Después de la siesta, paso la tarde en Los Arcos, donde el tema es una comparativa con Solana. No hay gente para siete bares, dicen, y eso que está el retén, que alimenta a dieciocho o veinte familias. Vienen algunos forasteros de las monterías, todos de verde. Y otros en relación, como los Chumaqui y Juan el de los perros, también de verde. Manolo es un incondicional, con la cara enjuta y surcada, los ojos marcados, el pelo sucio y pegado a la calavera. Casi tan habitual como el Sordo. Allí están siempre con los toros en la tele o el canal de caza.

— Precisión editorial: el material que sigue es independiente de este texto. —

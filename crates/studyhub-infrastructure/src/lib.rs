//! StudyHub session registry — infrastructure layer.
//!
//! Concrete backends for the core's storage and channel traits: in-memory
//! session and membership tables, and a local media channel provider.

pub mod local_channel_provider;
pub mod memory_membership_repository;
pub mod memory_session_repository;

pub use local_channel_provider::LocalChannelProvider;
pub use memory_membership_repository::InMemoryMembershipRepository;
pub use memory_session_repository::InMemorySessionRepository;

La juventud: la peluquera con el panadero, la hija de Fernando y Míguel con la pati larga.
La chavalería como locos con el móvil, aprovechando la WiFi, sin beber nada.
Fernando me convida al café, el digestivo de limón y los secos que les traen de Bolaños.

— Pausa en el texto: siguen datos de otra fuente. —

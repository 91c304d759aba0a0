//! Session store: authoritative storage and retrieval of session records.

use super::model::{NewSession, Session, SessionFilter, SessionStatus};
use super::repository::SessionRepository;
use crate::channel::ChannelProvider;
use crate::error::{RegistryError, Result};
use crate::events::EventBus;
use crate::session::RegistryEvent;
use chrono::{DateTime, Utc};
use std::sync::Arc;
use uuid::Uuid;

/// Authoritative store for [`Session`] records.
///
/// `SessionStore` validates creation input, decides the initial lifecycle
/// status, issues the media channel handle, and answers point and list
/// reads. Status mutation is crate-private: only the lifecycle manager may
/// advance a session, which keeps the forward-only state machine in one
/// place.
pub struct SessionStore {
    /// Persistent storage backend for session records
    repository: Arc<dyn SessionRepository>,
    /// External media-conferencing boundary (channel issue/retire)
    channels: Arc<dyn ChannelProvider>,
    /// Bus notified after successful mutations
    events: EventBus,
}

impl SessionStore {
    /// Creates a new `SessionStore` over the given backends.
    pub fn new(
        repository: Arc<dyn SessionRepository>,
        channels: Arc<dyn ChannelProvider>,
        events: EventBus,
    ) -> Self {
        Self {
            repository,
            channels,
            events,
        }
    }

    /// Creates a session from `request`.
    ///
    /// The initial status is `Scheduled` when `start_time` lies in the
    /// future, otherwise `Active`. A media channel handle is issued before
    /// the record is persisted.
    ///
    /// # Errors
    ///
    /// - `Validation` if `max_participants` is zero or the title is blank
    /// - `StoreUnavailable` if the backing store cannot be reached
    pub async fn create_session(&self, request: NewSession) -> Result<Session> {
        if request.max_participants == 0 {
            return Err(RegistryError::validation(
                "max_participants must be positive",
            ));
        }
        if request.title.trim().is_empty() {
            return Err(RegistryError::validation("title must not be blank"));
        }

        let now = Utc::now();
        let status = if request.start_time > now {
            SessionStatus::Scheduled
        } else {
            SessionStatus::Active
        };
        let channel_id = self.channels.issue(&request.title).await?;

        let session = Session {
            id: Uuid::new_v4().to_string(),
            title: request.title,
            subject_id: request.subject_id,
            host_id: request.host_id,
            status,
            start_time: request.start_time,
            end_time: None,
            max_participants: request.max_participants,
            channel_id,
            created_at: now,
            updated_at: now,
        };
        self.repository.insert(&session).await?;

        tracing::info!(
            session_id = %session.id,
            status = %session.status,
            "session created"
        );
        self.events.publish(RegistryEvent::SessionCreated {
            session_id: session.id.clone(),
            status: session.status,
        });

        Ok(session)
    }

    /// Fetches a session by id.
    ///
    /// # Errors
    ///
    /// Returns `NotFound` if no session with `session_id` exists.
    pub async fn get_session(&self, session_id: &str) -> Result<Session> {
        self.repository
            .find_by_id(session_id)
            .await?
            .ok_or_else(|| RegistryError::not_found("session", session_id))
    }

    /// Lists sessions satisfying `filter`, in stable insertion order.
    pub async fn list_sessions(&self, filter: &SessionFilter) -> Result<Vec<Session>> {
        let sessions = self.repository.list_all().await?;
        Ok(sessions
            .into_iter()
            .filter(|session| filter.matches(session))
            .collect())
    }

    /// Advances a session's lifecycle status.
    ///
    /// Crate-private: the lifecycle manager is the only caller, and it
    /// holds the session's guard while calling. `end_time` must be `Some`
    /// exactly when transitioning to `Completed`.
    ///
    /// # Errors
    ///
    /// - `NotFound` if the session does not exist
    /// - `InvalidTransition` unless the move is forward-only
    pub(crate) async fn update_status(
        &self,
        session_id: &str,
        new_status: SessionStatus,
        end_time: Option<DateTime<Utc>>,
    ) -> Result<Session> {
        let mut session = self.get_session(session_id).await?;

        if !session.status.can_transition_to(new_status) {
            return Err(RegistryError::InvalidTransition {
                from: session.status,
                to: new_status,
            });
        }
        // end_time is set iff the session completes
        match (new_status, end_time) {
            (SessionStatus::Completed, None) => {
                return Err(RegistryError::internal(
                    "completion requires an end_time",
                ));
            }
            (SessionStatus::Completed, Some(_)) => {}
            (_, Some(_)) => {
                return Err(RegistryError::internal(
                    "end_time is only set on completion",
                ));
            }
            (_, None) => {}
        }

        let from = session.status;
        session.status = new_status;
        session.end_time = end_time;
        session.updated_at = Utc::now();
        self.repository.update(&session).await?;

        tracing::info!(
            session_id = %session.id,
            from = %from,
            to = %new_status,
            "session status advanced"
        );
        Ok(session)
    }

    /// Retires the media channel of a completed session.
    pub(crate) async fn retire_channel(&self, channel_id: &str) -> Result<()> {
        self.channels.retire(channel_id).await
    }
}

Cuando salgo, ni Dios en el Calvario, ni príncipe enranado en la calle Real, ni un rano en el Charco, ni una luz en las ventanas. En la casa ya han encendido el brasero y pasan la tarde mirando la caja luminosa. Beni pide leche con miel y la Antonia se pone una redecilla en el pelo para dormir, como si de otro siglo se tratara.